**Activity:** Those lines of the data that hold the word "core" are to be copied out.
-----
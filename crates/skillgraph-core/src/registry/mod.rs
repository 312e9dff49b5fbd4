//! Registry loading
//!
//! A registry has two entity sources:
//!
//! ```text
//! registry/
//! ├── graph/
//! │   ├── index.md        graph node "index"
//! │   └── defi.md         graph node "defi"
//! └── skills/
//!     └── aave-lending/
//!         └── SKILL.md    skill "aave-lending"
//! ```
//!
//! [`Registry::load`] reads every entity once into a [`DocumentSet`]; all
//! later phases work on that snapshot.

mod document;

pub use document::{Document, DocumentSet, EntityKind, UnreadableFile};

use std::collections::{BTreeMap, BTreeSet};
use std::fs;
use std::path::{Path, PathBuf};

use tracing::{debug, warn};

use crate::config::RegistryConfig;
use crate::error::{Error, Result};

/// Filesystem view of a skill registry
#[derive(Debug, Clone)]
pub struct Registry {
    config: RegistryConfig,
}

impl Registry {
    pub fn new(config: RegistryConfig) -> Self {
        Self { config }
    }

    pub fn config(&self) -> &RegistryConfig {
        &self.config
    }

    /// Identifier of the traversal origin
    pub fn root_node(&self) -> &str {
        &self.config.root_node
    }

    pub fn graph_dir(&self) -> PathBuf {
        self.config.graph_path()
    }

    pub fn skills_dir(&self) -> PathBuf {
        self.config.skills_path()
    }

    pub fn node_path(&self, id: &str) -> PathBuf {
        self.graph_dir().join(format!("{}.md", id))
    }

    pub fn skill_descriptor_path(&self, id: &str) -> PathBuf {
        self.skills_dir().join(id).join(&self.config.descriptor)
    }

    /// Stems of the `*.md` files directly under the graph directory.
    ///
    /// An absent directory yields an empty set.
    pub fn list_graph_nodes(&self) -> Result<BTreeSet<String>> {
        let dir = self.graph_dir();
        let mut nodes = BTreeSet::new();

        for path in list_dir(&dir)? {
            if !path.is_file() || path.extension().and_then(|e| e.to_str()) != Some("md") {
                continue;
            }
            match path.file_stem().and_then(|s| s.to_str()) {
                Some(stem) => {
                    nodes.insert(stem.to_string());
                }
                None => debug!(path = %path.display(), "Skipping non UTF-8 file name"),
            }
        }

        Ok(nodes)
    }

    /// Immediate subdirectories of the skills directory holding a descriptor.
    ///
    /// An absent directory yields an empty set.
    pub fn list_skills(&self) -> Result<BTreeSet<String>> {
        let dir = self.skills_dir();
        let mut skills = BTreeSet::new();

        for path in list_dir(&dir)? {
            if !path.is_dir() || !path.join(&self.config.descriptor).is_file() {
                continue;
            }
            match path.file_name().and_then(|n| n.to_str()) {
                Some(name) => {
                    skills.insert(name.to_string());
                }
                None => debug!(path = %path.display(), "Skipping non UTF-8 skill folder"),
            }
        }

        Ok(skills)
    }

    /// Read a graph node's raw text
    pub fn read_node(&self, id: &str) -> Result<String> {
        read_text(&self.node_path(id))
    }

    /// Read a skill's descriptor text
    pub fn read_skill(&self, id: &str) -> Result<String> {
        read_text(&self.skill_descriptor_path(id))
    }

    /// Discover and read every entity.
    ///
    /// Files that fail to read are recorded in
    /// [`DocumentSet::unreadable`] instead of aborting the load.
    pub fn load(&self) -> Result<DocumentSet> {
        let graph_nodes = self.list_graph_nodes()?;
        let skills = self.list_skills()?;
        debug!(
            graph_nodes = graph_nodes.len(),
            skills = skills.len(),
            "Discovered registry entities"
        );

        let mut nodes = BTreeMap::new();
        let mut descriptors = BTreeMap::new();
        let mut unreadable = Vec::new();

        let sources = [
            (EntityKind::GraphNode, &graph_nodes),
            (EntityKind::Skill, &skills),
        ];
        for (kind, ids) in sources {
            for id in ids {
                let path = match kind {
                    EntityKind::GraphNode => self.node_path(id),
                    EntityKind::Skill => self.skill_descriptor_path(id),
                };
                match fs::read_to_string(&path) {
                    Ok(text) => {
                        let doc = Document::new(id.clone(), kind, path, text);
                        match kind {
                            EntityKind::GraphNode => nodes.insert(id.clone(), doc),
                            EntityKind::Skill => descriptors.insert(id.clone(), doc),
                        };
                    }
                    Err(e) => {
                        warn!(path = %path.display(), error = %e, "Failed to read registry file");
                        unreadable.push(UnreadableFile {
                            id: id.clone(),
                            kind,
                            path,
                            reason: e.to_string(),
                        });
                    }
                }
            }
        }

        Ok(DocumentSet {
            graph_nodes,
            skills,
            nodes,
            descriptors,
            unreadable,
        })
    }
}

fn list_dir(dir: &Path) -> Result<Vec<PathBuf>> {
    if !dir.is_dir() {
        debug!(dir = %dir.display(), "Directory absent, treating as empty");
        return Ok(Vec::new());
    }

    let mut paths = Vec::new();
    for entry in fs::read_dir(dir).map_err(|e| Error::io(dir, e))? {
        let entry = entry.map_err(|e| Error::io(dir, e))?;
        paths.push(entry.path());
    }
    Ok(paths)
}

fn read_text(path: &Path) -> Result<String> {
    debug!(path = %path.display(), "Reading registry file");
    fs::read_to_string(path).map_err(|e| Error::io(path, e))
}
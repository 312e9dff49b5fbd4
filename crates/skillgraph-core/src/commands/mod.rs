//! Commands module - all operations as library functions
//!
//! These commands are used by the CLI; they return data plus plain-text
//! renderings and never print.

pub mod reachable;
pub mod show;
pub mod validate;
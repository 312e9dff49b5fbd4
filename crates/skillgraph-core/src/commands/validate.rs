//! Registry validation command

use crate::error::Result;
use crate::registry::Registry;
use crate::validation::{Issue, Phase, ValidationReport, Validator};

/// Validate `registry`, passing each progress line to `on_line` as it
/// happens.
pub fn run(registry: &Registry, mut on_line: impl FnMut(String)) -> Result<ValidationReport> {
    let documents = registry.load()?;
    on_line(format_header(
        documents.graph_nodes.len(),
        documents.skills.len(),
    ));

    let descriptor = registry.config().descriptor.as_str();
    let root = registry.root_node();
    let mut first = true;
    let report = Validator::new(registry).validate(&documents, |phase: Phase| {
        let line = phase.describe(descriptor, root);
        if first {
            first = false;
            on_line(format!("\n{}", line));
        } else {
            on_line(line);
        }
    });

    Ok(report)
}

pub fn format_header(graph_nodes: usize, skills: usize) -> String {
    format!("Found {} graph nodes and {} skills", graph_nodes, skills)
}

/// Warning and error listings, or the success summary
pub fn format_summary(report: &ValidationReport, root: &str) -> String {
    let mut output = String::new();

    if !report.aborted {
        output.push('\n');
    }

    if !report.warnings.is_empty() {
        push_issues(&mut output, "warning", &report.warnings);
        output.push('\n');
    }

    if report.aborted {
        // The early exit prints its count without a colon
        output.push_str(&format!("\n{} error(s)\n", report.errors.len()));
        push_issue_lines(&mut output, &report.errors);
        return output;
    }

    if !report.errors.is_empty() {
        push_issues(&mut output, "error", &report.errors);
        return output;
    }

    output.push_str("Graph validation passed!\n");
    output.push_str(&format!("  - {} graph nodes\n", report.graph_nodes));
    output.push_str(&format!("  - {} skills\n", report.skills));
    output.push_str(&format!(
        "  - {} nodes/skills reachable from {}\n",
        report.reachable.len(),
        root
    ));
    output
}

fn push_issues(output: &mut String, noun: &str, issues: &[Issue]) {
    output.push_str(&format!("{} {}(s):\n", issues.len(), noun));
    push_issue_lines(output, issues);
}

fn push_issue_lines(output: &mut String, issues: &[Issue]) {
    for issue in issues {
        output.push_str(&format!("  {}\n", issue));
    }
}
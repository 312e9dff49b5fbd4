//! Link graph construction

use std::collections::BTreeSet;

use tracing::debug;

use crate::links::{Frontmatter, extract_inline_references};
use crate::registry::{Document, DocumentSet, EntityKind};

use super::LinkGraph;

/// Build the traversal graph from a registry snapshot.
///
/// Graph nodes contribute inline links plus frontmatter `skills` and `links`;
/// skill descriptors contribute inline links only. Targets outside the set of
/// known identifiers are dropped here; reporting them is the job of
/// [`super::validate_references`]. Unreadable documents get no entry.
pub fn build_link_graph(documents: &DocumentSet) -> LinkGraph {
    let valid = documents.valid_targets();
    let mut graph = LinkGraph::new();

    for doc in documents.documents() {
        let targets: BTreeSet<String> = outgoing_references(doc)
            .into_iter()
            .filter(|target| valid.contains(target))
            .collect();
        graph.insert(doc.id.clone(), targets);
    }

    debug!(
        entities = graph.len(),
        edges = graph.edge_count(),
        "Built link graph"
    );
    graph
}

/// Every reference a document makes, resolved or not
pub fn outgoing_references(doc: &Document) -> BTreeSet<String> {
    let mut references = extract_inline_references(&doc.text);
    if doc.kind == EntityKind::GraphNode {
        references.extend(Frontmatter::parse(&doc.text).references());
    }
    references
}

#[cfg(test)]
mod tests {
    use super::*;

    fn set(items: &[&str]) -> BTreeSet<String> {
        items.iter().map(|s| s.to_string()).collect()
    }

    fn node(id: &str, text: &str) -> Document {
        Document::new(id, EntityKind::GraphNode, format!("graph/{}.md", id), text)
    }

    fn skill(id: &str, text: &str) -> Document {
        Document::new(id, EntityKind::Skill, format!("skills/{}/SKILL.md", id), text)
    }

    #[test]
    fn test_unions_inline_and_frontmatter() {
        let mut docs = DocumentSet::default();
        docs.push(node("index", "---\nlinks: [defi]\n---\nSee [[payments]]"));
        docs.push(node("defi", "---\nskills: [aave]\n---\n"));
        docs.push(node("payments", ""));
        docs.push(skill("aave", ""));

        let graph = build_link_graph(&docs);
        assert_eq!(graph.targets("index"), Some(&set(&["defi", "payments"])));
        assert_eq!(graph.targets("defi"), Some(&set(&["aave"])));
        assert_eq!(graph.targets("payments"), Some(&BTreeSet::new()));
    }

    #[test]
    fn test_drops_unknown_targets() {
        let mut docs = DocumentSet::default();
        docs.push(node("index", "---\nskills: [missing-skill]\n---\n[[ghost]] [[alpha]]"));
        docs.push(node("alpha", ""));

        let graph = build_link_graph(&docs);
        assert_eq!(graph.targets("index"), Some(&set(&["alpha"])));
    }

    #[test]
    fn test_skill_frontmatter_is_not_an_edge() {
        let mut docs = DocumentSet::default();
        docs.push(node("index", ""));
        docs.push(node("alpha", ""));
        docs.push(skill("beta", "---\nlinks: [alpha]\n---\nUses [[index]]"));

        let graph = build_link_graph(&docs);
        assert_eq!(graph.targets("beta"), Some(&set(&["index"])));
    }

    #[test]
    fn test_entity_without_document_has_no_entry() {
        let mut docs = DocumentSet::default();
        docs.push(node("index", "[[beta]]"));
        docs.skills.insert("beta".to_string());

        let graph = build_link_graph(&docs);
        assert!(!graph.contains("beta"));
        assert_eq!(graph.targets("index"), Some(&set(&["beta"])));
    }
}
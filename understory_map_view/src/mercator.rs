// Copyright 2025 the Understory Authors
// SPDX-License-Identifier: Apache-2.0 OR MIT

use core::f64::consts::{E, PI};

#[cfg(not(feature = "std"))]
use kurbo::common::FloatFuncs as _;
use kurbo::{Point, Size, Vec2};
use smallvec::{SmallVec, smallvec};

use crate::events::{ViewEvent, ViewEventKinds};
use crate::geo::GeoPoint;
use crate::subscription::{EventHub, Subscription};
use crate::view::MapView;

/// Edge length of one tile in pixels; the whole world is one tile at zoom 0.
pub const TILE_SIZE: f64 = 256.0;

/// Sphere radius used by the spherical‑Mercator projection, in meters.
pub const EARTH_RADIUS: f64 = 6_378_137.0;

/// Latitude limit of the square Mercator world, in degrees.
pub const MAX_LATITUDE: f64 = 85.051_128_779_8;

/// Notifications produced by one host operation, in delivery order.
pub type ViewEvents = SmallVec<[ViewEvent; 4]>;

/// Reference map viewport using spherical Mercator and 256‑pixel tiles.
///
/// `MercatorView` owns the view state (center, zoom, container size), the
/// map‑pane offset accumulated by panning, and the pixel origin of the layer
/// coordinate space. Operations that change the view return the
/// notifications a real host would raise, in order; the caller delivers them
/// to its layers.
#[derive(Clone, Debug)]
pub struct MercatorView {
    center: GeoPoint,
    zoom: f64,
    size: Size,
    pane_offset: Vec2,
    pixel_origin: Point,
    min_zoom: f64,
    max_zoom: f64,
    zoom_animated: bool,
    hub: EventHub,
}

impl MercatorView {
    /// Creates a view centered on `center` at `zoom` over a `size` container.
    ///
    /// - Zoom is clamped to the range `[0, 24]` by default.
    /// - The map pane starts at offset zero.
    /// - Zoom animation is enabled.
    #[must_use]
    pub fn new(center: GeoPoint, zoom: f64, size: Size) -> Self {
        let mut view = Self {
            center,
            zoom: 0.0,
            size,
            pane_offset: Vec2::ZERO,
            pixel_origin: Point::ZERO,
            min_zoom: 0.0,
            max_zoom: 24.0,
            zoom_animated: true,
            hub: EventHub::new(),
        };
        view.zoom = view.clamp_zoom(zoom);
        view.pixel_origin = view.new_pixel_origin(center, view.zoom);
        view
    }

    /// Returns the hub that holds this view's subscriptions.
    #[must_use]
    pub fn hub(&self) -> &EventHub {
        &self.hub
    }

    /// Returns the offset of the map pane relative to the container.
    #[must_use]
    pub fn pane_offset(&self) -> Vec2 {
        self.pane_offset
    }

    /// Enables or disables frame‑by‑frame zoom animation.
    pub fn set_zoom_animated(&mut self, animated: bool) {
        self.zoom_animated = animated;
    }

    /// Sets the minimum and maximum zoom levels.
    ///
    /// The range is normalized so that `min_zoom <= max_zoom`. The current zoom
    /// is not changed; limits apply to subsequent view changes.
    pub fn set_zoom_limits(&mut self, min_zoom: f64, max_zoom: f64) {
        let (min_zoom, max_zoom) = if min_zoom <= max_zoom {
            (min_zoom, max_zoom)
        } else {
            (max_zoom, min_zoom)
        };
        self.min_zoom = min_zoom;
        self.max_zoom = max_zoom;
    }

    /// Pixel scale of the whole world at `zoom`.
    #[must_use]
    pub fn scale(zoom: f64) -> f64 {
        TILE_SIZE * 2.0_f64.powf(zoom)
    }

    /// Converts absolute pixels at `zoom` back to a geographic point.
    #[must_use]
    pub fn unproject(&self, point: Point, zoom: f64) -> GeoPoint {
        let scale = Self::scale(zoom);
        let k = 0.5 / (PI * EARTH_RADIUS);
        let x = (point.x / scale - 0.5) / k;
        let y = (point.y / scale - 0.5) / -k;
        let d = 180.0 / PI;
        GeoPoint::new(
            // 2·atan(e^(y/R)) − π/2
            (2.0 * E.powf(y / EARTH_RADIUS).atan2(1.0) - PI / 2.0) * d,
            x * d / EARTH_RADIUS,
        )
    }

    /// Changes the container size, keeping the center fixed.
    pub fn set_size(&mut self, size: Size) -> ViewEvents {
        if self.size == size {
            return SmallVec::new();
        }
        // Keep the center under the container's middle by shifting the pane.
        let delta = (size.to_vec2() - self.size.to_vec2()) / 2.0;
        self.size = size;
        self.pane_offset += delta;
        smallvec![ViewEvent::MoveEnd]
    }

    /// Jumps to `center` at `zoom` without animation.
    ///
    /// The map pane is reset and the pixel origin re‑derived, so every layer
    /// has to re‑project. Emits `ViewReset`, then `Zoom`/`ZoomEnd` if the zoom
    /// changed, then `MoveEnd`.
    pub fn set_view(&mut self, center: GeoPoint, zoom: f64) -> ViewEvents {
        let zoom = self.clamp_zoom(zoom);
        let zoom_changed = zoom != self.zoom;

        self.center = center;
        self.zoom = zoom;
        self.pane_offset = Vec2::ZERO;
        self.pixel_origin = self.new_pixel_origin(center, zoom);

        let mut events: ViewEvents = smallvec![ViewEvent::ViewReset];
        if zoom_changed {
            events.push(ViewEvent::Zoom);
            events.push(ViewEvent::ZoomEnd);
        }
        events.push(ViewEvent::MoveEnd);
        events
    }

    /// Pans the view by `offset` container pixels.
    ///
    /// Only the map pane moves; the pixel origin stays put.
    pub fn pan_by(&mut self, offset: Vec2) -> ViewEvents {
        if offset == Vec2::ZERO {
            return SmallVec::new();
        }
        let center_px = self.project(self.center, self.zoom) + offset;
        self.center = self.unproject(center_px, self.zoom);
        self.pane_offset -= offset;
        smallvec![ViewEvent::MoveEnd]
    }

    /// Produces one frame of an animated zoom towards `center` at `zoom`.
    ///
    /// The view state does not change until [`finish_zoom`](Self::finish_zoom).
    /// Returns `None` when zoom animation is disabled.
    #[must_use]
    pub fn zoom_frame(&self, center: GeoPoint, zoom: f64) -> Option<ViewEvent> {
        self.zoom_animated.then(|| ViewEvent::ZoomAnim {
            center,
            zoom: self.clamp_zoom(zoom),
        })
    }

    /// Settles a zoom gesture on `center` at `zoom`.
    ///
    /// Emits `Zoom`, `ZoomEnd` and `MoveEnd`.
    pub fn finish_zoom(&mut self, center: GeoPoint, zoom: f64) -> ViewEvents {
        self.zoom = self.clamp_zoom(zoom);
        self.center = center;
        self.pixel_origin = self.new_pixel_origin(center, self.zoom);
        smallvec![ViewEvent::Zoom, ViewEvent::ZoomEnd, ViewEvent::MoveEnd]
    }

    fn clamp_zoom(&self, zoom: f64) -> f64 {
        zoom.clamp(self.min_zoom, self.max_zoom)
    }
}

impl MapView for MercatorView {
    fn center(&self) -> GeoPoint {
        self.center
    }

    fn zoom(&self) -> f64 {
        self.zoom
    }

    fn size(&self) -> Size {
        self.size
    }

    fn zoom_scale(&self, to_zoom: f64, from_zoom: f64) -> f64 {
        Self::scale(to_zoom) / Self::scale(from_zoom)
    }

    fn project(&self, point: GeoPoint, zoom: f64) -> Point {
        let d = PI / 180.0;
        let lat = point.lat.clamp(-MAX_LATITUDE, MAX_LATITUDE);
        let sin = (lat * d).sin();
        let x = EARTH_RADIUS * point.lng * d;
        let y = EARTH_RADIUS * ((1.0 + sin) / (1.0 - sin)).ln() / 2.0;

        let scale = Self::scale(zoom);
        let k = 0.5 / (PI * EARTH_RADIUS);
        Point::new(scale * (k * x + 0.5), scale * (-k * y + 0.5))
    }

    fn container_point_to_layer_point(&self, point: Point) -> Point {
        point - self.pane_offset
    }

    fn new_pixel_origin(&self, center: GeoPoint, zoom: f64) -> Point {
        let half = self.size.to_vec2() / 2.0;
        (self.project(center, zoom) - half + self.pane_offset).round()
    }

    fn pixel_origin(&self) -> Point {
        self.pixel_origin
    }

    fn zoom_animated(&self) -> bool {
        self.zoom_animated
    }

    fn subscribe(&self, interest: ViewEventKinds) -> Subscription {
        self.hub.subscribe(interest)
    }
}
-----
**Result of this exercise:**
filename crates/skillgraph-core/src/registry/mod.rs
filename crates/skillgraph-core/src/commands/mod.rs
filename crates/skillgraph-core/src/commands/validate.rs
use core::f64::consts::{E, PI};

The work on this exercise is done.